Suburban Chicago School District, Attention2Attendance Is Relatively New But “Extremely Promising”Dr. Brian Harris, Superintendent of Schools
This is my 30th year in education,” says Dr. Brian Harris, Superintendent of Schools at the Barrington 220 School District a northwest suburb of Chicago, Ill. He laughs. “So I guess the word you can use for me is I’m ‘seasoned.’”
Harris, who’s been the superintendent at Barrington for the past three years, has wasted no time “trying to find a way to move the dial instructionally.” Even though his District was and continues to be a high-performing one, he says he felt there could always be improvements. Attendance, he saw, was a concern—and he wanted to address it before it affected academic achievement.
Barrington has consistently ranked among the state's top five percent of school districts academically and, among its numerous honors, Standard & Poor’s gave the District its "Outperformer" award for academic achievement among school districts with similar demographics.
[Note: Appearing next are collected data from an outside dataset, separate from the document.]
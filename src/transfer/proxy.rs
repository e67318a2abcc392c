//! Master Proxy
//!
//! Forwards a replication request to the volume's master, authenticating
//! as the node's service identity, and relays the master's status code and
//! body back unchanged.

use axum::body::Body;
use axum::http::{Method, StatusCode};
use axum::response::{IntoResponse, Response};
use futures::stream::TryStreamExt;
use tokio_util::io::StreamReader;

use crate::cluster::selector::peer_url;
use crate::context::NodeContext;
use crate::error::{Error, Result};
use crate::replication::{Relay, Transform, CHUNK_SIZE};
use crate::transfer::coordinator::{error_response, relayed, status_for};

/// Forward to the master of `filesystem`. No known master is a 404 so the
/// caller re-resolves; any failure to reach the master is a 500.
pub async fn forward(
    ctx: &NodeContext,
    filesystem: &str,
    method: Method,
    path: &str,
    body: Option<Body>,
) -> Response {
    match try_forward(ctx, filesystem, method, path, body).await {
        Ok(response) => response,
        Err(e) => {
            tracing::warn!("Proxying {} for {} failed: {}", path, filesystem, e);
            let status = if e.is_state_mismatch() {
                status_for(&e)
            } else {
                StatusCode::INTERNAL_SERVER_ERROR
            };
            error_response(status, &e)
        }
    }
}

/// URL of `path` on the master of `filesystem`
pub fn master_url(ctx: &NodeContext, filesystem: &str, path: &str) -> Result<String> {
    let master = ctx.cache.master_for(filesystem).ok_or_else(|| Error::NotMaster {
        filesystem: filesystem.to_string(),
        master: None,
    })?;
    if master == ctx.node_id {
        return Err(Error::Internal(format!(
            "routing error: {} is mastered here but was proxied",
            filesystem
        )));
    }

    let addresses = ctx.cache.addresses_for(&master);
    let address = ctx
        .selector
        .select(&addresses)
        .ok_or_else(|| Error::NoAddresses(master.clone()))?;

    Ok(format!("{}{}", peer_url(&address, ctx.config.api.peer_port), path))
}

async fn try_forward(
    ctx: &NodeContext,
    filesystem: &str,
    method: Method,
    path: &str,
    body: Option<Body>,
) -> Result<Response> {
    let url = master_url(ctx, filesystem, path)?;
    let user = &ctx.config.transfer.service_user;
    let api_key = ctx.secrets.api_key(user).await?;

    tracing::debug!("Proxying {} {} to {}", method, path, url);

    let method = reqwest::Method::from_bytes(method.as_str().as_bytes())
        .map_err(|e| Error::Internal(format!("unsupported method {}: {}", method, e)))?;
    let mut request = ctx
        .http
        .request(method, &url)
        .basic_auth(user, Some(api_key));

    if let Some(body) = body {
        let (sink, reader) = tokio::io::duplex(CHUNK_SIZE * 2);
        let source = StreamReader::new(body.into_data_stream().map_err(std::io::Error::other));
        let upload = Relay::new("proxied request", url.clone(), Transform::None).spawn(source, sink);
        request = request.body(reqwest::Body::wrap_stream(relayed(reader, upload)));
    }

    let upstream = request.send().await.map_err(|e| Error::ConnectionFailed {
        address: url.clone(),
        reason: e.to_string(),
    })?;

    let status = StatusCode::from_u16(upstream.status().as_u16())
        .unwrap_or(StatusCode::INTERNAL_SERVER_ERROR);

    let (sink, reader) = tokio::io::duplex(CHUNK_SIZE * 2);
    let source = StreamReader::new(Box::pin(upstream.bytes_stream().map_err(std::io::Error::other)));
    let download = Relay::new(url, "proxied response", Transform::None).spawn(source, sink);

    Ok((status, Body::from_stream(relayed(reader, download))).into_response())
}
//! Volume Actor Registry
//!
//! Guarantees one actor per volume id in this process.

use std::collections::HashMap;
use std::sync::{Mutex, MutexGuard, PoisonError};

use crate::volume::VolumeHandle;

#[derive(Default)]
pub struct VolumeRegistry {
    actors: Mutex<HashMap<String, VolumeHandle>>,
}

impl VolumeRegistry {
    pub fn new() -> Self {
        Self::default()
    }

    /// Existing handle for `filesystem`, or the one `spawn` starts
    pub fn get_or_spawn<F>(&self, filesystem: &str, spawn: F) -> VolumeHandle
    where
        F: FnOnce() -> VolumeHandle,
    {
        self.lock()
            .entry(filesystem.to_string())
            .or_insert_with(spawn)
            .clone()
    }

    pub fn get(&self, filesystem: &str) -> Option<VolumeHandle> {
        self.lock().get(filesystem).cloned()
    }

    pub fn handles(&self) -> Vec<VolumeHandle> {
        self.lock().values().cloned().collect()
    }

    /// Drop every handle; actors stop once their queues drain
    pub fn clear(&self) {
        self.lock().clear();
    }

    fn lock(&self) -> MutexGuard<'_, HashMap<String, VolumeHandle>> {
        self.actors.lock().unwrap_or_else(PoisonError::into_inner)
    }
}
However, Harris notes an almost ironic challenge the District was facing. “This is an affluent community, so attendance issues weren’t based on kids who are slacking off,” he says. “It was more due to parents taking their kids out of school for long weekends or vacations on a regular basis. We’re talking about a range of eight to 12 days. It was an accepted culture here.” When that happens on a fairly consistent basis, Harris says, “the kids have to catch up on what they missed. I mean, when you think about it, a 10-day vacation means two weeks of school being missed.”
Harris says he was drawn to School Innovations & Achievement’s Attention2Attendance (A2A) software-and-services package because of its “really amazing” 100 percent success rate wherever it’s been deployed. But since A2A’s usual target for its automatically generated notices are parents who may or may not be aware of their children’s absences from school, Harris says he wasn’t surprised there were some negative reactions. “After all, we were telling parents, who simply thought they were giving their kids fun outings and time off that there my be consequences for the kids down the line.”
That was in 2014-15. By last year, Harris says, most of these parents—generally of K-5 children—were on board with the importance of attendance. (A2A’s Achievement Initiative points out that life-and career-damaging habits resulting from missed school can start developing as early as kindergarten.)
“Since we’ve only been using the program for two years, we can’t say our results are completely definitive as yet, though they’re extremely promising,” Harris says—but adds that every school in his District “except one” saw an uptick in attendance from the 2014-15 year to 2015-16. “Our high school had the biggest overall improvement. We went from 91 percent to 94 percent attendance. That tells us we’re on the right track.”
Asked to speculate on what special efforts Barrington made to augment A2A, Harris says, “It’s all been about follow-up. Simply put, when we do it, we see results. If we don’t, I don’t think we will.” He also points to an incentive program Barrington has with nearby Harper College’s Promise Scholarship Program. The initiative, begun in 2015, offers public high school students in the Northwest suburbs two years of free tuition at the college—provided they commit to getting solid grades, passing all their classes, successfully completing college prep work, participating in community service and, most notably, maintaining a strong attendance record during their four years in high school.
“I think having attendance as one of the key metrics says a lot about both Harper’s and our values,” says Harris, adding “and about why Attention2Attendance is so important to our schools.”